= What to work on =
Extract precisely the lines of the entries below, from the first line through the line containing "filename src/mail/loader.rs".

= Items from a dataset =

• • • • •

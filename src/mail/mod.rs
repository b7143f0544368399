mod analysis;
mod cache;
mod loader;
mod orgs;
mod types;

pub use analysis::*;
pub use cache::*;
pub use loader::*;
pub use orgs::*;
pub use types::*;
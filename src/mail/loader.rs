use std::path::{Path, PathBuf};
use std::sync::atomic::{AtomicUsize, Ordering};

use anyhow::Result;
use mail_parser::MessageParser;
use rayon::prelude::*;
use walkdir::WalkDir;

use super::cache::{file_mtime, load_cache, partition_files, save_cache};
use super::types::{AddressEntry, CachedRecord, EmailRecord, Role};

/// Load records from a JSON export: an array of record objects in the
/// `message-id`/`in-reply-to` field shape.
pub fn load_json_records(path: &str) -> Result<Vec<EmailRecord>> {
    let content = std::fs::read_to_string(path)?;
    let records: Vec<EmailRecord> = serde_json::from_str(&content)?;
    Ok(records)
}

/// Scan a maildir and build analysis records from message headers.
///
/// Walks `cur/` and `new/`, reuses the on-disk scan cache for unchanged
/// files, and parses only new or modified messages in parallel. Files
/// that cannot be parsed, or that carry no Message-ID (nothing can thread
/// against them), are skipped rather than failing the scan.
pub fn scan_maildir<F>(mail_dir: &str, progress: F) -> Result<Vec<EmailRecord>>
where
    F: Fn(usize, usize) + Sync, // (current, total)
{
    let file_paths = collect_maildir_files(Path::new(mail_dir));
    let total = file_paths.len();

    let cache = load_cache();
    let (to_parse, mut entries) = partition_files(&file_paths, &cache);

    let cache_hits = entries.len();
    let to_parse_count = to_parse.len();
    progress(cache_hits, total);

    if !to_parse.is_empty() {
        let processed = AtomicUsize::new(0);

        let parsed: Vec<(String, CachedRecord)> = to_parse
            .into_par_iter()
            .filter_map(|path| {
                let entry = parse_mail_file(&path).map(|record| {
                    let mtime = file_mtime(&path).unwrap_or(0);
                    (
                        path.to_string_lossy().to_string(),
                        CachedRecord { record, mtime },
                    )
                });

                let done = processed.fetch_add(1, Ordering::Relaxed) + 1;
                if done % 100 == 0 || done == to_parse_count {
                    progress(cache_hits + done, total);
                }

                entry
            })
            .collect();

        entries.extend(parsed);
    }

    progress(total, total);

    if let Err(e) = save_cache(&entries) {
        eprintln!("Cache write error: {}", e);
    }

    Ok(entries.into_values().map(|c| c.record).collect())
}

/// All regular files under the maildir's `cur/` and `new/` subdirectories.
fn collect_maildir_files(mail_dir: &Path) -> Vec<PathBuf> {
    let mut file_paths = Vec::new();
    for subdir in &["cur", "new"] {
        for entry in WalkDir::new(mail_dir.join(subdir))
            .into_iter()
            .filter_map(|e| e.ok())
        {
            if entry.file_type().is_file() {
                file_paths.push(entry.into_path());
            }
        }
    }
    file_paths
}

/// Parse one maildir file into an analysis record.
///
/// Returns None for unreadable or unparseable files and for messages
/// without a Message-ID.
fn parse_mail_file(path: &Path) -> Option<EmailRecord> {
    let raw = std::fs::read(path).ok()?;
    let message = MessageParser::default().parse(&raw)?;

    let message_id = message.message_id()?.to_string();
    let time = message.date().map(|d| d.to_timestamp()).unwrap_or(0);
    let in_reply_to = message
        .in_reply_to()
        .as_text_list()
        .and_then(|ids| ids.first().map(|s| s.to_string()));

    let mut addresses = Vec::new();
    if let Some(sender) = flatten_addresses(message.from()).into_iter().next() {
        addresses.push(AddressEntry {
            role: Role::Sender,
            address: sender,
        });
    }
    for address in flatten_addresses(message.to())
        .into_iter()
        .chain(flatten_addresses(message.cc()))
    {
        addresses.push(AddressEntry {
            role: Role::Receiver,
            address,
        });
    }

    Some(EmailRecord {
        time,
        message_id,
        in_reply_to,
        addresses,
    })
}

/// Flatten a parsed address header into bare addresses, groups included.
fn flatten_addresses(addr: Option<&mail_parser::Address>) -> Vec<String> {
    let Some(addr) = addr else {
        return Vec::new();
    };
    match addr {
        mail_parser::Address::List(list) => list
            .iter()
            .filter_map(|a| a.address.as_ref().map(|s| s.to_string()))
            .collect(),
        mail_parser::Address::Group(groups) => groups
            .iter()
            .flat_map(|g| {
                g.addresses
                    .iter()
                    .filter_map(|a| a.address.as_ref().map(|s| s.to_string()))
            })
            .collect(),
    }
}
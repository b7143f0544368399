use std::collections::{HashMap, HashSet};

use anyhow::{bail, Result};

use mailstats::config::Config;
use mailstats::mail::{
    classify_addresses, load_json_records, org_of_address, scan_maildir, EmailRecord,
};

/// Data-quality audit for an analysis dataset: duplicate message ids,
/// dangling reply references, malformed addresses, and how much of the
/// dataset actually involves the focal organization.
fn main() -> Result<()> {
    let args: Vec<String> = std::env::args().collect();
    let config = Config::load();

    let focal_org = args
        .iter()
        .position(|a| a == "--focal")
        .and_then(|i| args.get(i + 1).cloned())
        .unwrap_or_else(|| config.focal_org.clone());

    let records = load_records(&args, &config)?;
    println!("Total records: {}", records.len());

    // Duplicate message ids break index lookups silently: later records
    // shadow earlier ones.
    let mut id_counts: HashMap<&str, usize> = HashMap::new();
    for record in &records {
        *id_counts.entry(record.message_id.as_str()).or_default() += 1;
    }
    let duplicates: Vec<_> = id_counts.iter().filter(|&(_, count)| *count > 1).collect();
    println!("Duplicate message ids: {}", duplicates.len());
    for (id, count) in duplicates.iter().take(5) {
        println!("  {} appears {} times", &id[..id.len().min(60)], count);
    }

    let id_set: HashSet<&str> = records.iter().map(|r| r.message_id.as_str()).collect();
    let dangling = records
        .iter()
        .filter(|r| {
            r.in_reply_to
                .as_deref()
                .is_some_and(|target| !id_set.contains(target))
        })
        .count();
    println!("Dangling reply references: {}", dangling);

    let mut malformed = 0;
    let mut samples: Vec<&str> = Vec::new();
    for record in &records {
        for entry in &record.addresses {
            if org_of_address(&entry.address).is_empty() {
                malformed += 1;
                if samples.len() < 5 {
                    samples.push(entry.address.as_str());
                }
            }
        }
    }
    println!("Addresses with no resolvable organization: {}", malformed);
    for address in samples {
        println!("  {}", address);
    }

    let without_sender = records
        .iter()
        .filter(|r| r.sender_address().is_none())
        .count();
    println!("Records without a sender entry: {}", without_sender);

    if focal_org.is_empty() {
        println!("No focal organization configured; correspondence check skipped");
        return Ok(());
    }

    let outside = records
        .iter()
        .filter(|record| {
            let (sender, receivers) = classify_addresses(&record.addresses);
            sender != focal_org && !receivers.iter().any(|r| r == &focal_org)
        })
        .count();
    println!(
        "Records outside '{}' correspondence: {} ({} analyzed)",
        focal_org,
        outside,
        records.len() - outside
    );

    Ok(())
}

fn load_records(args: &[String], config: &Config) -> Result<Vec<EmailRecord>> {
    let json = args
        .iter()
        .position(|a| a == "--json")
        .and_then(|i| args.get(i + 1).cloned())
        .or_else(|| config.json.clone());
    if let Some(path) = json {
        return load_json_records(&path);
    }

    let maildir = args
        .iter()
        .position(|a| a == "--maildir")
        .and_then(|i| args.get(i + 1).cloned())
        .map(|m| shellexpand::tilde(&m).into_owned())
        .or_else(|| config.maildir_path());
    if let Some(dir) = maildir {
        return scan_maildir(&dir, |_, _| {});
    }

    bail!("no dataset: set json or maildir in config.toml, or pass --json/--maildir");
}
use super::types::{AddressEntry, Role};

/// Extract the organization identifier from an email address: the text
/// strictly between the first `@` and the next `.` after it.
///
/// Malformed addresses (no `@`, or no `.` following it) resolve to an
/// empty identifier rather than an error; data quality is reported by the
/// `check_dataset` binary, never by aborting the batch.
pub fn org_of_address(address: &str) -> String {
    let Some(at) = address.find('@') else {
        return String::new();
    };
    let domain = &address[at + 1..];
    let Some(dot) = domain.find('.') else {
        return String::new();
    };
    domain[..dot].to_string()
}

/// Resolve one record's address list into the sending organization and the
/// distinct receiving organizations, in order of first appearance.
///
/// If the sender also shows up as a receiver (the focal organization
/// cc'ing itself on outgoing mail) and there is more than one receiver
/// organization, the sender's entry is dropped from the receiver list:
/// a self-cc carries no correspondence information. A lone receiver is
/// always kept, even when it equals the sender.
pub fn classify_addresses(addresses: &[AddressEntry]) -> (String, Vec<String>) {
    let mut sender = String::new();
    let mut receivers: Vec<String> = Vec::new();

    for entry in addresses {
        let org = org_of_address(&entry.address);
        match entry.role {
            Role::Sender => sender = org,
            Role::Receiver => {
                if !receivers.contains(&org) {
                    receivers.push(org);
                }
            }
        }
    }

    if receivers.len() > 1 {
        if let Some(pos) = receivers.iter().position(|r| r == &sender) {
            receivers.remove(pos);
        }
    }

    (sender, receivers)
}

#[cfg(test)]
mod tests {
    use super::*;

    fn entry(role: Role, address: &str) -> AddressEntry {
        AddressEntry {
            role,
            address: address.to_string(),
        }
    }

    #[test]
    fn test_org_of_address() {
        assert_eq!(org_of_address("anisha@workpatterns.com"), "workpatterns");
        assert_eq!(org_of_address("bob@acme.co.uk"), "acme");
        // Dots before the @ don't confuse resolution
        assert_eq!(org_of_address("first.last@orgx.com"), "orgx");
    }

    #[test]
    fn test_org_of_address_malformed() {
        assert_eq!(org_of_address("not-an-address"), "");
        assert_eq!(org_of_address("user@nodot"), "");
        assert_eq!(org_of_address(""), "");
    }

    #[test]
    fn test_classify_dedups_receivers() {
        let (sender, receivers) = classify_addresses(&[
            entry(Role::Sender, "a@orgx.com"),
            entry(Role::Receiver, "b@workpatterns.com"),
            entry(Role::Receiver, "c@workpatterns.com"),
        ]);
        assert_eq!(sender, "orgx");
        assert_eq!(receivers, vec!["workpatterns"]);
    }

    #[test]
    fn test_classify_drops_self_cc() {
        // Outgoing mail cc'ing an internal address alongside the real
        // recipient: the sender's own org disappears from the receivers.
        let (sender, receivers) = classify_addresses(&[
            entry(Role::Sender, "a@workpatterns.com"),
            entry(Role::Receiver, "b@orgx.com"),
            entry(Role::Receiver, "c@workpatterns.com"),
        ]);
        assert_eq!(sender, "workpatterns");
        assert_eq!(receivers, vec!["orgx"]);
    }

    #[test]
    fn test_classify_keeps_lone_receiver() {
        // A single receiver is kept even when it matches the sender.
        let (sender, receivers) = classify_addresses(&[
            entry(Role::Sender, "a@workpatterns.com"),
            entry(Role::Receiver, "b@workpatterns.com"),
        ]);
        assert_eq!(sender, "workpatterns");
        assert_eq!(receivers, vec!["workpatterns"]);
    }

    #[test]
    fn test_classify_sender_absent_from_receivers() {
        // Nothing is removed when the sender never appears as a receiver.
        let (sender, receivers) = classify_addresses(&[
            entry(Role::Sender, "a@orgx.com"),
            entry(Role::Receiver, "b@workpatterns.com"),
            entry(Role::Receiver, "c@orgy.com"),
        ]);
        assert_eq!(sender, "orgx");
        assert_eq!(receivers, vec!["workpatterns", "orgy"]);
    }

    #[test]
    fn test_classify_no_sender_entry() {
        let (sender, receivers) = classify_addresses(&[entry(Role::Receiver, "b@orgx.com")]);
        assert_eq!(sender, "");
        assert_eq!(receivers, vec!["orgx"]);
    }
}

• • • • •

= Solution below =
filename src/mail/mod.rs
repository b7143f0544368399
mod analysis;
mod cache;
mod loader;
mod orgs;
mod types;

pub use analysis::*;
pub use cache::*;
pub use loader::*;
pub use orgs::*;
pub use types::*;
filename src/mail/loader.rs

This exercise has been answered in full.